Reverse transcription quantitative real-time PCR (RT-qPCR)

Total RNA was extracted with TRIzol (Invitrogen) according to the manufacturer’s instructions. RNA (1 μg) was reverse-transcribed into first-strand cDNA with the iScript Reverse Transcription Kit (Bio-Rad Laboratories). Each 20 μL qPCR reaction contained 1X SYBR Green PCR Master Mix (Applied Biosystems), 60 ng of cDNA, and 250 nM of each specific primer. The primers used were CGB, 5'-GTG TGC ATC ACC GTC AAC AC-3' (sense) and 5'-GGT AGT TGC ACA CCA CCT GA-3' (antisense); ALK4, 5'-TCT CTC CAC CTC AGG GTC TG-3' (sense) and 5'-GCC ATA CTT CCC CAA ACC GA-3' (antisense); ALK5, 5'-GTT AAG GCC AAA TAT CCC AAA CA-3' (sense) and 5'-ATA ATT TTA GCC ATT ACT CTC AAG G-3' (antisense); SMAD2, 5'-CCG AAA TGC CAC GGT AGA AA-3' (sense) and 5'-GGG CTC TGC ACA AAG ATT GC-3' (antisense); SMAD3, 5'-CCC CAG CAC ATA ATA ACT TGG-3' (sense) and 5'-AGG AGA TGG AGC ACC AGA AG-3' (antisense); and GAPDH, 5'-GAG TCA ACG GAT TTG GTC GT-3' (sense) and 5'-GAC AAG CTT CCC GTT CTC AG-3' (antisense). RT-qPCR was performed using an Applied Biosystems QuantStudio 12 K Flex Real-Time PCR system equipped with a 96-well optical reaction plate. The specificity of each assay was validated by melting curve analysis and by agarose gel electrophoresis of the PCR products. All of the RT-qPCR experiments were run in triplicate, and a mean value was used to determine the mRNA levels. RNase-free water and mRNA without RT were used as negative controls. Relative quantification of the mRNA levels was performed using the comparative Ct method with GAPDH as the reference gene and using the formula 2^–∆∆Ct.

Western blot

Cells were lysed in cell lysis buffer (Cell Signaling Technology) supplemented with a protease inhibitor cocktail (Sigma). The protein concentration was analyzed by the BCA protein assay kit (Pierce, Thermo Scientific). Equal amounts of protein were separated by SDS polyacrylamide gel electrophoresis and transferred onto PVDF membranes. After 1 h blocking with 5% non-fat dry milk in Tris-buffered saline (TBS), the membranes were incubated overnight at 4 °C with primary antibodies diluted in 5% non-fat milk/TBS. Following primary antibody incubation, the membranes were incubated with appropriate HRP-conjugated secondary antibodies. Immunoreactive bands were detected using an enhanced chemiluminescent substrate (Bio-Rad Laboratories) and imaged with a ChemiDoc MP Imager (Bio-Rad Laboratories). Band intensities were quantified using the Scion Image software.
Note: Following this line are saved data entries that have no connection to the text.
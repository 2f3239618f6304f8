// Copyright 2024. The Tari Project
//
// Redistribution and use in source and binary forms, with or without modification, are permitted provided that the
// following conditions are met:
//
// 1. Redistributions of source code must retain the above copyright notice, this list of conditions and the following
// disclaimer.
//
// 2. Redistributions in binary form must reproduce the above copyright notice, this list of conditions and the
// following disclaimer in the documentation and/or other materials provided with the distribution.
//
// 3. Neither the name of the copyright holder nor the names of its contributors may be used to endorse or promote
// products derived from this software without specific prior written permission.
//
// THIS SOFTWARE IS PROVIDED BY THE COPYRIGHT HOLDERS AND CONTRIBUTORS "AS IS" AND ANY EXPRESS OR IMPLIED WARRANTIES,
// INCLUDING, BUT NOT LIMITED TO, THE IMPLIED WARRANTIES OF MERCHANTABILITY AND FITNESS FOR A PARTICULAR PURPOSE ARE
// DISCLAIMED. IN NO EVENT SHALL THE COPYRIGHT HOLDER OR CONTRIBUTORS BE LIABLE FOR ANY DIRECT, INDIRECT, INCIDENTAL,
// SPECIAL, EXEMPLARY, OR CONSEQUENTIAL DAMAGES (INCLUDING, BUT NOT LIMITED TO, PROCUREMENT OF SUBSTITUTE GOODS OR
// SERVICES; LOSS OF USE, DATA, OR PROFITS; OR BUSINESS INTERRUPTION) HOWEVER CAUSED AND ON ANY THEORY OF LIABILITY,
// WHETHER IN CONTRACT, STRICT LIABILITY, OR TORT (INCLUDING NEGLIGENCE OR OTHERWISE) ARISING IN ANY WAY OUT OF THE
// USE OF THIS SOFTWARE, EVEN IF ADVISED OF THE POSSIBILITY OF SUCH DAMAGE.

//! # Application configuration
//!
//! The `config` crate is used to merge the configuration file with environment overrides. Any struct that
//! implements [`Deserialize`][serde::Deserialize], [`Default`] and [`SubConfigPath`] can be extracted from the
//! merged configuration via [`ConfigLoader::load_from`]. Missing sections fall back to the struct's `Default`, and
//! missing keys inside a section fall back to serde defaults.

use config::Config;
use log::*;
use serde::de::DeserializeOwned;

use crate::ConfigurationError;

const LOG_TARGET: &str = "common::configuration::loader";

/// Names the configuration table a struct is loaded from.
pub trait SubConfigPath {
    /// Main configuration section, e.g. `registry` for a `[registry]` table.
    fn main_key_prefix() -> &'static str;
}

/// Configuration loader based on [`SubConfigPath`] selectors
pub trait ConfigLoader: SubConfigPath + DeserializeOwned + Default {
    /// Try to load the configuration from the supplied `Config` using `main_key_prefix()`.
    fn load_from(config: &Config) -> Result<Self, ConfigurationError> {
        match config.get::<Self>(Self::main_key_prefix()) {
            Ok(loaded) => Ok(loaded),
            Err(config::ConfigError::NotFound(key)) => {
                debug!(
                    target: LOG_TARGET,
                    "Configuration section '{}' not present, using defaults", key
                );
                Ok(Self::default())
            },
            Err(err) => Err(err.into()),
        }
    }
}

impl<C> ConfigLoader for C where C: SubConfigPath + DeserializeOwned + Default {}

#[cfg(test)]
mod test {
    use serde::Deserialize;

    use super::*;

    #[derive(Debug, Deserialize, PartialEq)]
    #[serde(default)]
    struct SubTestConfig {
        name: String,
        count: u32,
    }

    impl Default for SubTestConfig {
        fn default() -> Self {
            Self {
                name: "default".to_string(),
                count: 7,
            }
        }
    }

    impl SubConfigPath for SubTestConfig {
        fn main_key_prefix() -> &'static str {
            "sub"
        }
    }

    #[test]
    fn it_falls_back_to_defaults_when_the_section_is_missing() {
        let config = Config::builder().build().unwrap();
        let loaded = SubTestConfig::load_from(&config).unwrap();
        assert_eq!(loaded, SubTestConfig::default());
    }

    #[test]
    fn it_merges_partial_sections_with_serde_defaults() {
        let config = Config::builder()
            .set_override("sub.name", "registry")
            .unwrap()
            .build()
            .unwrap();
        let loaded = SubTestConfig::load_from(&config).unwrap();
        assert_eq!(loaded.name, "registry");
        assert_eq!(loaded.count, 7);
    }

    #[test]
    fn it_rejects_values_of_the_wrong_type() {
        let config = Config::builder()
            .set_override("sub.count", "not a number")
            .unwrap()
            .build()
            .unwrap();
        assert!(SubTestConfig::load_from(&config).is_err());
    }
}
Small interfering RNA (siRNA) transfection

To knock down endogenous ALK4 (#L-004925–00-0010), ALK5 (#L-003929–00-0010), SMAD4 (#L-003902–00-0010), SMAD2 (#L-003561–00-0010), or SMAD3 (#L-020067–00-0010), cells were transfected with 50 nM (for BeWo and JEG-3) or 100 nM (for primary CTB) ON-TARGETplus SMARTpool siRNA targeting specific gene (Dharmacon) using Lipofectamine RNAiMAX (Invitrogen). The ON-TARGETplus Non-targeting Control Pool siRNA (#D-001810–10-50) (Dharmacon) was used as the transfection control. Cells were transfected with control or specific siRNA for 48 h. The efficiency of siRNA-mediated knockdown was determined by RT-qPCR or western blot.

Measurement of hCG

hCG levels in culture media were measured using an hCG ELISA kit according to the manufacturer's instructions (Elabscience, #E-EL-H0175). Both inter-assay and intra-assay CV for hCG ELISA were < 10%. The analytical sensitivity of hCG ELISA was 4.69 mIU/mL. The hCG level in each culture medium was presented as an exact value and normalizing it to the total protein amount from the corresponding cell lysate (mIU/mL/µg protein).

Statistical analysis

The results are presented as the mean ± SEM of at least three independent experiments. All statistical analyses were analyzed by the PRISM software. Multiple comparisons were analyzed using a one-way ANOVA followed by Tukey’s multiple comparison test. A significant difference was defined as p < 0.05.

GDF-11 downregulates CGB expression in BeWo and JEG-3 cells

It has been shown that in women of reproductive age, the serum level of GDF-11 can reach 40 ng/mL [24]. To examine the effect of GDF-11 on the CGB expression, BeWo cells were treated with 30 ng/mL human recombinant GDF-11 for 24 and 48 h. Western blot analysis showed that 24 h of GDF-11 treatment significantly downregulated the protein levels of CGB in BeWo cells. A more profound suppressive effect of GDF-11 on CGB protein levels was observed after 48 h of GDF-11 treatment (Fig. 1A). Similarly, the inhibitory effect of GDF-11 on CGB protein levels was detected in another human choriocarcinoma cell line, JEG-3 (Fig. 1B). Since 30 ng/mL GDF-11 treatment resulted in a significant suppressive effect on CGB expression, concentration-dependent experiments were performed to examine the effects of lower concentrations of GDF-11 on CGB expression. As shown in Fig. 1C, while treatment of 1 ng/mL GDF-11 had no significant effect, CGB protein levels were significantly downregulated by exposure to 5, 10, or 30 ng/mL GDF-11. In JEG-3 cells, similarly, treatment with GDF-11 downregulated CGB protein levels in a concentration-dependent manner (Fig. 1D). Therefore, 10 ng/mL GDF-11 was used in the following experiments.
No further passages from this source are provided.